REQUIREMENT:
Only the lines from the start of the entries through the line with "impl Confirmer for AutoConfirm" are wanted; please output them exactly.
▶
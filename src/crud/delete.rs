//! Confirm-then-delete flow
//!
//! Deletion never happens without an explicit yes from a `Confirmer`. The
//! confirmer is awaited, so any front end (terminal prompt, test double,
//! scripted answer) can supply the decision.

use crate::api::{self, AdminApi, ApiError};
use crate::models::{ProtoMapping, ResourceId, ResourceKind, Route, Service};
use crate::store::{ConsoleView, ResourceStore};
use async_trait::async_trait;
use std::sync::{Mutex, PoisonError};
use tokio::sync::oneshot;

/// The record a delete was requested for
#[derive(Debug, Clone, PartialEq, Eq)]
pub struct DeleteTarget {
    pub kind: ResourceKind,
    pub id: ResourceId,
    pub label: String,
}

impl DeleteTarget {
    pub fn prompt(&self) -> String {
        format!(
            "Delete {} '{}' (id {})?",
            self.kind.display_name(),
            self.label,
            self.id
        )
    }
}

impl From<&Service> for DeleteTarget {
    fn from(service: &Service) -> Self {
        Self {
            kind: ResourceKind::Service,
            id: service.id,
            label: service.name.clone(),
        }
    }
}

impl From<&Route> for DeleteTarget {
    fn from(route: &Route) -> Self {
        Self {
            kind: ResourceKind::Route,
            id: route.id,
            label: format!("{} {}", route.method, route.path),
        }
    }
}

impl From<&ProtoMapping> for DeleteTarget {
    fn from(mapping: &ProtoMapping) -> Self {
        Self {
            kind: ResourceKind::ProtoMapping,
            id: mapping.id,
            label: mapping.rpc_method.clone(),
        }
    }
}

/// Source of a yes/no answer for a destructive action
#[async_trait]
pub trait Confirmer: Send + Sync {
    async fn confirm(&self, prompt: &str) -> bool;
}

/// Answers every prompt the same way
#[derive(Debug, Clone, Copy)]
pub struct AutoConfirm(pub bool);

#[async_trait]
impl Confirmer for AutoConfirm {
    async fn confirm(&self, _prompt: &str) -> bool {
        self.0
    }
}

/// Confirmer answered through a oneshot channel
///
/// A dropped sender counts as "no". The confirmer answers once; later
/// prompts are declined.
pub struct ChannelConfirmer {
    answer: Mutex<Option<oneshot::Receiver<bool>>>,
}

impl ChannelConfirmer {
    pub fn channel() -> (oneshot::Sender<bool>, Self) {
        let (tx, rx) = oneshot::channel();
        (
            tx,
            Self {
                answer: Mutex::new(Some(rx)),
            },
        )
    }
}

#[async_trait]
impl Confirmer for ChannelConfirmer {
    async fn confirm(&self, prompt: &str) -> bool {
        let rx = self
            .answer
            .lock()
            .unwrap_or_else(PoisonError::into_inner)
            .take();
        match rx {
            Some(rx) => rx.await.unwrap_or(false),
            None => {
                tracing::debug!("Confirmer already used, declining: {}", prompt);
                false
            }
        }
    }
}

/// Result of a delete flow
#[derive(Debug, Clone, PartialEq)]
pub enum DeleteOutcome {
    Declined,
    Deleted,
    Failed(ApiError),
}

/// Ask for confirmation, then delete `target` and refresh `view`
///
/// Declining issues no request. A failed delete is not followed by a refresh.
pub async fn delete_with_confirmation(
    api: &dyn AdminApi,
    store: &ResourceStore,
    view: ConsoleView,
    target: &DeleteTarget,
    confirmer: &dyn Confirmer,
) -> DeleteOutcome {
    if !confirmer.confirm(&target.prompt()).await {
        tracing::debug!("Delete of {} {} declined", target.kind, target.id);
        return DeleteOutcome::Declined;
    }

    match api::delete_resource(api, target.kind, target.id).await {
        Ok(()) => {
            tracing::info!(
                "Deleted {} '{}' (id {})",
                target.kind.display_name(),
                target.label,
                target.id
            );
            store.refresh(api, view).await;
            DeleteOutcome::Deleted
        }
        Err(e) => {
            tracing::warn!("Failed to delete {} {}: {}", target.kind, target.id, e);
            DeleteOutcome::Failed(e)
        }
    }
}
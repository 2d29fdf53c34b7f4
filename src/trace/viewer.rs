//! Trace viewer state

use super::fetch_timeline;
use crate::api::AdminApi;
use crate::models::TraceEntry;

/// Timeline of the request currently being inspected
///
/// Holds its own loading flag, separate from the store's. Every open and
/// close starts a new generation; results carrying an older one are dropped,
/// even when the same request id was reopened.
#[derive(Debug, Clone, Default)]
pub struct TraceViewer {
    request_id: Option<String>,
    generation: u64,
    entries: Vec<TraceEntry>,
    loading: bool,
}

impl TraceViewer {
    pub fn new() -> Self {
        Self::default()
    }

    /// Start inspecting `request_id`, clearing any previous timeline
    ///
    /// Returns the generation the fetched result must be completed with.
    pub fn open(&mut self, request_id: impl Into<String>) -> u64 {
        let request_id = request_id.into();
        tracing::debug!("Opening trace for request: {}", request_id);
        self.generation += 1;
        self.request_id = Some(request_id);
        self.entries.clear();
        self.loading = true;
        self.generation
    }

    /// Store a fetched timeline; returns false when it is stale
    pub fn complete(&mut self, generation: u64, entries: Vec<TraceEntry>) -> bool {
        if self.request_id.is_none() || generation != self.generation {
            tracing::debug!(
                "Ignoring stale trace result (generation {}, current {})",
                generation,
                self.generation
            );
            return false;
        }
        self.entries = entries;
        self.loading = false;
        true
    }

    pub fn close(&mut self) {
        self.generation += 1;
        self.request_id = None;
        self.entries.clear();
        self.loading = false;
    }

    /// Open `request_id` and fetch its timeline in place
    pub async fn load(&mut self, api: &dyn AdminApi, request_id: &str) {
        let generation = self.open(request_id);
        let entries = fetch_timeline(api, request_id).await;
        self.complete(generation, entries);
    }

    pub fn is_open(&self) -> bool {
        self.request_id.is_some()
    }

    pub fn is_loading(&self) -> bool {
        self.loading
    }

    pub fn request_id(&self) -> Option<&str> {
        self.request_id.as_deref()
    }

    pub fn entries(&self) -> &[TraceEntry] {
        &self.entries
    }

    /// Loaded and nothing was recorded
    pub fn is_empty(&self) -> bool {
        !self.loading && self.entries.is_empty()
    }
}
◀
SOLUTION FOR THIS PROBLEM:
filename src/crud/delete.rs
//! Confirm-then-delete flow
//!
//! Deletion never happens without an explicit yes from a `Confirmer`. The
//! confirmer is awaited, so any front end (terminal prompt, test double,
//! scripted answer) can supply the decision.

use crate::api::{self, AdminApi, ApiError};
use crate::models::{ProtoMapping, ResourceId, ResourceKind, Route, Service};
use crate::store::{ConsoleView, ResourceStore};
use async_trait::async_trait;
use std::sync::{Mutex, PoisonError};
use tokio::sync::oneshot;

/// The record a delete was requested for
#[derive(Debug, Clone, PartialEq, Eq)]
pub struct DeleteTarget {
    pub kind: ResourceKind,
    pub id: ResourceId,
    pub label: String,
}

impl DeleteTarget {
    pub fn prompt(&self) -> String {
        format!(
            "Delete {} '{}' (id {})?",
            self.kind.display_name(),
            self.label,
            self.id
        )
    }
}

impl From<&Service> for DeleteTarget {
    fn from(service: &Service) -> Self {
        Self {
            kind: ResourceKind::Service,
            id: service.id,
            label: service.name.clone(),
        }
    }
}

impl From<&Route> for DeleteTarget {
    fn from(route: &Route) -> Self {
        Self {
            kind: ResourceKind::Route,
            id: route.id,
            label: format!("{} {}", route.method, route.path),
        }
    }
}

impl From<&ProtoMapping> for DeleteTarget {
    fn from(mapping: &ProtoMapping) -> Self {
        Self {
            kind: ResourceKind::ProtoMapping,
            id: mapping.id,
            label: mapping.rpc_method.clone(),
        }
    }
}

/// Source of a yes/no answer for a destructive action
#[async_trait]
pub trait Confirmer: Send + Sync {
    async fn confirm(&self, prompt: &str) -> bool;
}

/// Answers every prompt the same way
#[derive(Debug, Clone, Copy)]
pub struct AutoConfirm(pub bool);

#[async_trait]
impl Confirmer for AutoConfirm {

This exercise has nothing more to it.